Juro do rotativo do cartão de crédito cai a 436,2% ao ano em julho, diz BC

Taxa recuou de 442,4% em junho, mas segue acima de 400% ao ano; entenda por que o número não significa descumprimento da lei do teto de juros

O juro médio do rotativo do cartão de crédito recuou de 442,4% ao ano em junho para 436,2% em julho. Os dados são do Banco Central e foram divulgados nesta semana. É uma queda real, mas o número ainda assusta: quatrocentos e trinta e seis por cento ao ano é o tipo de taxa que transforma uma dívida pequena em um problema financeiro sério em pouco tempo.

Outros segmentos do cartão também apresentaram redução. A taxa do parcelado, aquela cobrada quando o consumidor divide uma compra mas não liquida tudo na data do vencimento, passou de 191,4% para 189,3% ao ano. Já o juro total do cartão, que consolida rotativo e parcelado numa única medição, caiu de 97,3% para 91,6% ao ano.

Por que o número parece absurdo, mas não é o que você paga

Quando o Banco Central divulga taxas na casa dos 400% ao ano, a leitura imediata é de que os bancos estão cobrando isso de todo mundo. Não é bem assim.

A metodologia do BC pega o juro mensal que o banco cobra e o extrapola para doze meses. É um cálculo matemático de anualização, não uma taxa que o consumidor realmente paga durante um ano inteiro. Na prática, quem usa o rotativo do cartão, o saldo devedor que sobra quando o cliente paga menos do que o total da fatura, costuma ficar nessa situação por poucos dias ou semanas, não por doze meses. A taxa anualizada funciona mais como um termômetro do custo por unidade de tempo do que uma conta que alguém de fato recebe.

O BC deixou claro que não vai encerrar essa série histórica. Ela existe para medir a velocidade com que os juros sobem ou caem ao longo do tempo, e também entra no cálculo da taxa média cobrada pelo sistema financeiro como um todo.

E o teto de juros aprovado pelo Congresso?

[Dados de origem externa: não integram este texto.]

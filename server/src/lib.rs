//! TCP transport, wire framing, and the Hand Driver wiring that drives
//! `holdem_engine::Table` against six real sockets.

pub mod driver;
pub mod wire;
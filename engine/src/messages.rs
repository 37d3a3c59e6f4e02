use serde::{Deserialize, Serialize};

use crate::card::Card;
use crate::seat::NUM_SEATS;

/// Action a client may request during a betting street. `amount` on `Raise`
/// is the *total* chips the seat wishes to have wagered this street, not a
/// delta.
#[derive(Debug, Clone, Copy, PartialEq, Eq)]
pub enum ActionKind {
    Check,
    Call,
    Raise(u32),
    Fold,
}

/// Domain-level outgoing messages the Hand Driver hands to a seat's outbound
/// channel. The transport layer is responsible for encoding these onto the
/// wire's fixed-size binary records (see the `server` crate).
#[derive(Debug, Clone, Serialize, Deserialize)]
pub enum OutgoingMessage {
    Ack,
    Nack,
    Info(InfoPayload),
    End(EndPayload),
    Halt,
}

#[derive(Debug, Clone, Serialize, Deserialize)]
pub struct InfoPayload {
    pub community_cards: [Card; 5],
    pub stacks: [u32; NUM_SEATS],
    /// Visible bets: the `-1` not-acted sentinel is already collapsed to 0.
    pub bets: [u32; NUM_SEATS],
    /// 0 = folded, 1 = active, 2 = other (all-in or left).
    pub statuses: [u8; NUM_SEATS],
    pub pot_size: u32,
    pub highest_bet: u32,
    pub dealer_seat: u8,
    pub current_seat: u8,
    /// The recipient's own two hole cards; `NOCARD` if none dealt.
    pub hole_cards: [Card; 2],
}

#[derive(Debug, Clone, Serialize, Deserialize)]
pub struct EndPayload {
    pub community_cards: [Card; 5],
    pub stacks: [u32; NUM_SEATS],
    pub hole_cards: [[Card; 2]; NUM_SEATS],
    pub statuses: [u8; NUM_SEATS],
    pub pot_size: u32,
    pub dealer_seat: u8,
    pub winner_seat: u8,
}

Em janeiro de 2024, entrou em vigor uma lei aprovada pelo Congresso que limita os juros e encargos do rotativo e do parcelado a 100% do valor principal da dívida. Ou seja: quem deve R$ 1.000 não pode ser cobrado por mais de R$ 1.000 em juros, independentemente de quanto tempo a dívida fique em aberto.

Os números divulgados pelo BC, bem acima desse teto, podem parecer uma contradição. Não são. A taxa anualizada que aparece nas estatísticas do BC é um cálculo projetado, como explicado acima. O teto legal, por sua vez, se aplica ao valor total acumulado de juros e encargos cobrados sobre o saldo devedor real do cliente. São métricas diferentes, medindo coisas diferentes.

O juro do rotativo do cartão de crédito que aparece nas estatísticas do BC, portanto, não indica descumprimento da lei. É um registro estatístico padronizado que permite comparar o custo do crédito ao longo dos meses e anos.

O que esse recuo sinaliza na prática

A queda de junho para julho é consistente, mesmo que modesta. Taxas nessa faixa respondem, com alguma defasagem, ao movimento da Selic, a taxa básica de juros definida pelo Copom (Comitê de Política Monetária do Banco Central). Quando a Selic sobe, o custo de captação dos bancos aumenta e as taxas do crédito tendem a subir junto. O caminho inverso também acontece, embora de forma mais lenta e desigual.

Para quem está com dívida no rotativo, o alívio estatístico muda pouco. Mesmo num cenário de queda gradual, o custo do juro rotativo do cartão de crédito continua sendo um dos mais altos do sistema financeiro brasileiro. Negociar a dívida diretamente com o banco, converter o saldo para uma modalidade com juros menores ou buscar crédito pessoal com taxa mais baixa para liquidar o cartão costumam sair mais baratos do que deixar o saldo girar no rotativo.

O dado de agosto será divulgado pelo BC no próximo ciclo de relatórios de crédito. Qualquer movimento de alta da Selic nas próximas reuniões do Copom tende a pressionar de volta as taxas do crédito ao consumidor, incluindo o cartão.